Goldman upgrades Dell on turnaround hopes

Here's another contrast between Toyota and Dell, particularly striking in context of my recent podcast with Norman Bodek:
Dell shares rallied nearly 3 percent Monday after Goldman Sachs upgraded the stock to "buy" from "neutral" amid calls on Wall Street for the company to cut jobs and improve profit margins.

Meanwhile, a report in the Wall Street Journal's "Heard on the Street" column highlighted the argument for Dell to reverse a sharp rise in its workforce of over 50 percent during the past two years. Bernstein analyst Toni Sacconaghi, among others, has called for Dell to cut jobs by 10 to 15 percent.
Problem #1: Dell revenue was $49B in 2005 and $57B in 2007. How you grow the workforce 50% with only a 16% increase in revenue is pretty astounding. This is yet another reason why I don't like lumping Dell into the broad category of "lean" companies. Is Dell throwing people at it's processes rather than improving the processes themselves? Adding so many people so quickly leads you to....
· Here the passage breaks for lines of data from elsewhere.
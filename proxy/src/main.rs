// Copyright (c) 2026 ALAS Technology. MIT License.
// See LICENSE for details.

//! # keybridge Proxy Daemon
//!
//! Entry point for the `keybridge-proxy` binary. Parses CLI arguments,
//! initializes logging, loads the long-term keys, builds the TLS client
//! configuration, and hands everything to the supervisor.
//!
//! Error policy, enforced right here and nowhere else:
//!
//! - **Startup-fatal**: bad flags, unreadable or unparseable key files, a
//!   broken TLS configuration, a port that won't bind. The process exits
//!   non-zero with one error line.
//! - **Session-fatal**: everything after the listener is up. The supervisor
//!   logs it and keeps accepting; a long-running daemon does not fall over
//!   because one workload misbehaved.

mod cli;
mod logging;

use anyhow::{Context, Result};
use clap::Parser;
use tokio::signal;
use tokio::sync::watch;

use keybridge_protocol::crypto::keys::LongTermKeys;
use keybridge_protocol::net::supervisor::{Supervisor, SupervisorConfig};
use keybridge_protocol::net::tls::{TlsClient, TlsClientOptions};

use cli::ProxyCli;
use logging::LogFormat;

#[tokio::main]
async fn main() -> Result<()> {
    let args = ProxyCli::parse();

    // --- 1. Logging ---
    if !cli::validate_log_level(&args.log_level) {
        anyhow::bail!(
            "invalid --log-level '{}': expected trace|debug|info|warn|error",
            args.log_level
        );
    }
    let log_filter = format!(
        "keybridge_proxy={level},keybridge_protocol={level}",
        level = args.log_level
    );
    logging::init_logging(&log_filter, LogFormat::from_str_lossy(&args.log_format));

    tracing::info!(
        local_port = args.local_port,
        remote = %format!("{}:{}", args.remote_ip, args.remote_port),
        maxconn = args.session_limit(),
        mtls = args.client_cert.is_some(),
        "starting keybridge-proxy"
    );

    // --- 2. Long-term keys ---
    let keys = LongTermKeys::load(&args.private, &args.public)
        .context("failed to load long-term keys")?;
    tracing::info!(
        identity = %keys.identity.public_key().fingerprint(),
        workload = %keys.peer.fingerprint(),
        "long-term keys loaded"
    );

    // --- 3. Outbound TLS configuration ---
    let tls = TlsClient::new(&TlsClientOptions {
        remote_host: args.remote_ip.clone(),
        remote_port: args.remote_port,
        ca_path: args.ca_path.clone(),
        client_cert: args.client_cert.clone(),
        client_key: args.client_key.clone(),
    })
    .context("failed to build the TLS client configuration")?;

    // --- 4. Supervisor + shutdown handler ---
    let supervisor = Supervisor::new(
        SupervisorConfig {
            listen_port: args.local_port,
            maxconn: args.session_limit(),
        },
        keys,
        tls,
    );

    let (shutdown_tx, shutdown_rx) = watch::channel(false);
    tokio::spawn(async move {
        shutdown_signal().await;
        let _ = shutdown_tx.send(true);
    });

    supervisor
        .serve(shutdown_rx)
        .await
        .with_context(|| format!("failed to listen on port {}", args.local_port))?;

    tracing::info!("keybridge-proxy stopped");
    Ok(())
}

/// Waits for SIGINT (Ctrl+C) or SIGTERM, whichever comes first.
///
/// On non-Unix platforms, only Ctrl+C is supported.
async fn shutdown_signal() {
    let ctrl_c = async {
        signal::ctrl_c()
            .await
            .expect("failed to install Ctrl+C handler");
    };

    #[cfg(unix)]
    let terminate = async {
        signal::unix::signal(signal::unix::SignalKind::terminate())
            .expect("failed to install SIGTERM handler")
            .recv()
            .await;
    };

    #[cfg(not(unix))]
    let terminate = std::future::pending::<()>();

    tokio::select! {
        _ = ctrl_c => {}
        _ = terminate => {}
    }
}
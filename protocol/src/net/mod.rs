//! # Networking Layers of keybridge
//!
//! Everything that touches a socket lives here, ordered bottom-up:
//!
//! - **frame** — the length-prefixed codec both handshake and data phases
//!   ride on.
//! - **tls** — the verifying client for the outbound key-server leg.
//! - **session** — one accepted connection, from handshake to teardown.
//! - **supervisor** — the accept loop that owns the long-lived state.

pub mod frame;
pub mod session;
pub mod supervisor;
pub mod tls;

pub use session::{SessionError, SessionStats};
pub use supervisor::{Supervisor, SupervisorConfig};
pub use tls::{TlsClient, TlsClientOptions};
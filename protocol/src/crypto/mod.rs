//! # Cryptographic Core of keybridge
//!
//! Everything security-relevant on the inbound channel flows through this
//! module: long-term identities, the ephemeral handshake, and the AEAD
//! channel that seals every relayed frame.
//!
//! We deliberately chose boring, well-audited cryptography:
//!
//! - **Ed25519** for contribution signatures — fast, deterministic.
//! - **X25519** for the ephemeral key exchange — same curve, different clothes.
//! - **AES-256-GCM** for frame sealing — AEAD done right.
//! - **BLAKE3** (`derive_key` mode) as the transcript-binding KDF.
//!
//! ## A note on "rolling your own crypto"
//!
//! We don't. Everything here is a thin, type-safe wrapper around audited
//! implementations, arranged into the relay's session lifecycle. If you're
//! tempted to optimize these functions, please reconsider. Then reconsider
//! again. Then go read about timing attacks and come back when you've lost
//! the urge.

pub mod channel;
pub mod handshake;
pub mod keys;

// Re-export the things people actually need so they don't have to memorize
// our module hierarchy.
pub use channel::{OpenKey, SealKey, SecureReader, SecureWriter, SessionCrypto};
pub use handshake::SessionKey;
pub use keys::{IdentityKeypair, LongTermKeys, PeerPublicKey, Signature};
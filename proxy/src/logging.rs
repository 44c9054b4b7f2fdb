//! # Structured Logging
//!
//! Initializes the `tracing` subscriber with configurable format (JSON or
//! pretty-printed) and environment-based filtering via `RUST_LOG`.
//!
//! All log output goes to stderr. Two rules hold everywhere in this
//! daemon: no key material in log lines, ever, and no relayed payload
//! bytes either — a relay that logs what it relays isn't a relay, it's a
//! wiretap.

use tracing_subscriber::{fmt, layer::SubscriberExt, util::SubscriberInitExt, EnvFilter};

/// Log output format.
#[derive(Debug, Clone, Copy, PartialEq, Eq)]
pub enum LogFormat {
    /// Human-readable, colored output. Suitable for local development.
    Pretty,
    /// Machine-parseable JSON lines. Suitable for production log aggregation.
    Json,
}

impl LogFormat {
    /// Parse a format string. Accepts "json" or "pretty" (case-insensitive).
    /// Returns `Pretty` for any unrecognized value.
    pub fn from_str_lossy(s: &str) -> Self {
        match s.to_lowercase().as_str() {
            "json" => LogFormat::Json,
            _ => LogFormat::Pretty,
        }
    }
}

/// Initialize the global tracing subscriber.
///
/// Call this exactly once, early in `main()`. Subsequent calls will panic.
///
/// # Arguments
///
/// * `default_level` - The default filter when `RUST_LOG` is not set.
///   Typical values: `"info"`, `"keybridge_proxy=debug,keybridge_protocol=info"`.
/// * `format` - Output format (JSON or pretty-printed).
///
/// # Environment
///
/// The `RUST_LOG` environment variable overrides `default_level` when set,
/// with the usual `tracing_subscriber::EnvFilter` directive syntax.
pub fn init_logging(default_level: &str, format: LogFormat) {
    let env_filter =
        EnvFilter::try_from_default_env().unwrap_or_else(|_| EnvFilter::new(default_level));

    match format {
        LogFormat::Pretty => {
            tracing_subscriber::registry()
                .with(env_filter)
                .with(
                    fmt::layer()
                        .with_writer(std::io::stderr)
                        .with_target(true)
                        .with_file(true)
                        .with_line_number(true),
                )
                .init();
        }
        LogFormat::Json => {
            tracing_subscriber::registry()
                .with(env_filter)
                .with(
                    fmt::layer()
                        .json()
                        .with_writer(std::io::stderr)
                        .with_target(true),
                )
                .init();
        }
    }

    tracing::debug!("logging initialized (format={:?})", format);
}

#[cfg(test)]
mod tests {
    use super::*;

    #[test]
    fn format_parsing_is_lossy() {
        assert_eq!(LogFormat::from_str_lossy("json"), LogFormat::Json);
        assert_eq!(LogFormat::from_str_lossy("JSON"), LogFormat::Json);
        assert_eq!(LogFormat::from_str_lossy("pretty"), LogFormat::Pretty);
        assert_eq!(LogFormat::from_str_lossy("whatever"), LogFormat::Pretty);
    }
}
Problem #2: Only Wall Street can see huge job cuts (10% of 82,200 employees is 8220 jobs) as a positive thing for a company. Toyota has gone over 50 years without huge layoffs, Dell does it every few years (starting in 2001). Think about the cost of poor morale that comes from these boom and bust cycles (and Dell's "boom" wasn't much of one). Think about the loss of human capital.

I'm guessing that one reason Toyota has been able to avoid layoffs is prudent and careful hiring in the first place. Dell might do well in "lean" measures of time to cash and inventory, but lean is about more than pure financial measures. I can't see how Dell can do well on the people side with all the hiring the firing and the fear that it must create within the organization.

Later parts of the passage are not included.